|Matthew Henry's Concise Commentary|
5:26-33 Many will do an evil thing with daring, yet cannot bear to hear of it afterward, or to have it charged upon them. We cannot expect to be redeemed and healed by Christ, unless we give up ourselves to be ruled by him. Faith takes the Saviour in all his offices, who came, not to save us in our sins, but to save us from our sins. Had Christ been exalted to give dominion to Israel, the chief priests would have welcomed him. But repentance and remission of sins are blessings they neither valued nor saw their need of; therefore they, by no means, admitted his doctrine. Wherever repentance is wrought, remission is granted without fail. None are freed from the guilt and punishment of sin, but those who are freed from the power and dominion of sin; who are turned from it, and turned against it. Christ gives repentance, by his Spirit working with the word, to awaken the conscience, to work sorrow for sin, and an effectual change in the heart and life. The giving of the Holy Ghost, is plain evidence that it is the will of God that Christ should be obeyed. And He will surely destroy those who will not have Him to reign over them.
Verse 30. - Hanging him for and hanged, A.V. The God of our fathers, etc. Observe how carefully Peter preserves his own brotherhood with the Jews whom he was addressing, and the continuity of the New Testament with the Old Testament as being the sequel of the acts of the same God of Israel. Raised up; viz. from the dead; ἤγειρε, not ἀνίστη, as Acts 3:22, 26. Some, however (Calvin, Bengel, etc.), take ἤγειρε, as here used, to mean "raised up" in the wider sense of ἀναστῆσαι, as in the T.R. of Acts 13:23, where, however, the R.T. has ἤγαγε. Slew; viz. with your own hands, as διεχειρίσασθε means. It only occurs besides in Acts 26:27.

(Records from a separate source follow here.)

use std::collections::BTreeMap;

use thiserror::Error;
use warp::http::StatusCode;

use crate::NON_FIELD_ERRORS;

/// Messages per offending field, in a stable order.
pub type FieldErrors = BTreeMap<String, Vec<String>>;

pub struct QueryError {
    info: String,
    unique_violation: bool,
}

impl QueryError {
    pub fn new(info: String) -> Self {
        Self {
            info,
            unique_violation: false,
        }
    }

    pub fn is_unique_violation(&self) -> bool {
        self.unique_violation
    }
}

impl From<sqlx::Error> for QueryError {
    fn from(value: sqlx::Error) -> Self {
        match value {
            sqlx::Error::Database(e) => Self {
                unique_violation: e.is_unique_violation(),
                info: format!("{e}"),
            },
            sqlx::Error::Configuration(e) => Self::new(format!("{e}")),
            sqlx::Error::Io(e) => Self::new(format!("{e}")),
            sqlx::Error::Tls(e) => Self::new(format!("{e}")),
            sqlx::Error::Protocol(e) => Self::new(e),
            sqlx::Error::RowNotFound => Self::new(String::from("RowNotFound")),
            sqlx::Error::TypeNotFound { type_name } => {
                Self::new(format!("Type not found: {type_name}"))
            }
            sqlx::Error::ColumnIndexOutOfBounds { index, len } => {
                Self::new(format!("Column index out of bounds {index} ({len})"))
            }
            sqlx::Error::ColumnNotFound(e) => Self::new(e),
            sqlx::Error::ColumnDecode { index, source } => {
                Self::new(format!("Column decode {index} ({source})"))
            }
            sqlx::Error::Decode(e) => Self::new(format!("{e}")),
            sqlx::Error::PoolTimedOut => Self::new(String::from("Pool timed out")),
            sqlx::Error::PoolClosed => Self::new(String::from("Pool closed")),
            sqlx::Error::WorkerCrashed => Self::new(String::from("Worker crashed")),
            sqlx::Error::Migrate(e) => Self::new(format!("{e}")),
            e => Self::new(format!("{e}")),
        }
    }
}

impl From<QueryError> for ApiError {
    fn from(value: QueryError) -> Self {
        ApiError::Internal(value.info)
    }
}

/// Every failure a request can end in.
#[derive(Debug, Error)]
pub enum ApiError {
    #[error("invalid input on {} field(s)", .0.len())]
    Validation(FieldErrors),

    #[error("Not found.")]
    NotFound,

    #[error("{0}")]
    Unauthenticated(&'static str),

    #[error("internal error: {0}")]
    Internal(String),
}

impl ApiError {
    pub fn field(key: &str, message: &str) -> Self {
        let mut errors = FieldErrors::new();
        errors.insert(key.to_string(), vec![message.to_string()]);
        ApiError::Validation(errors)
    }

    pub fn non_field(message: &str) -> Self {
        Self::field(NON_FIELD_ERRORS, message)
    }

    pub fn status(&self) -> StatusCode {
        match self {
            ApiError::Validation(_) => StatusCode::BAD_REQUEST,
            ApiError::NotFound => StatusCode::NOT_FOUND,
            ApiError::Unauthenticated(_) => StatusCode::UNAUTHORIZED,
            ApiError::Internal(_) => StatusCode::INTERNAL_SERVER_ERROR,
        }
    }

    pub fn body(&self) -> serde_json::Value {
        match self {
            ApiError::Validation(errors) => serde_json::json!(errors),
            ApiError::NotFound | ApiError::Unauthenticated(_) => {
                serde_json::json!({ "detail": self.to_string() })
            }
            ApiError::Internal(_) => serde_json::json!({ "detail": "A server error occurred." }),
        }
    }
}

impl warp::reject::Reject for ApiError {}

/// Maps a unique-constraint failure onto `field`, anything else stays internal.
pub fn unique_or_internal(e: sqlx::Error, field: &str, message: &str) -> ApiError {
    let e = QueryError::from(e);
    if e.is_unique_violation() {
        ApiError::field(field, message)
    } else {
        e.into()
    }
}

Gill's Exposition of the Entire Bible
The God of our fathers raised up Jesus,.... Not from the dead, though this was true; but called him to the work and office of a Saviour, inverted him with that office, and sent him to perform that work; so that this refers rather to the incarnation of Christ, in consequence of the ancient council and covenant of grace: and this the apostles attribute to God the Father, under the character of "the God of our fathers, Abraham, Isaac, and Jacob", as in Acts 3:13, to show that they did not bring in and worship any strange God; nor introduce any novel doctrine; or speak of any other Saviour or Redeemer, than he whom the God of their fathers had appointed, and who was made known to them, whom they looked for and believed in, and were justified and saved by:
whom ye slew and hanged on a tree; this is said in defence of themselves, being charged that they intended to bring this man's blood upon them; they therefore insist upon it that they had slain Jesus whom God raised up, inasmuch as they had condemned him to death in their sanhedrim, and had urged and importuned Pilate to crucify him, and had imprecated his blood upon them and on their children; and were not content to put him to any kind of death, but insisted on his being crucified, or hanged on a tree; that is, stretched out upon the cross, which was both a painful and shameful death, to which they were manifestly accessary, and therefore justly charged with it.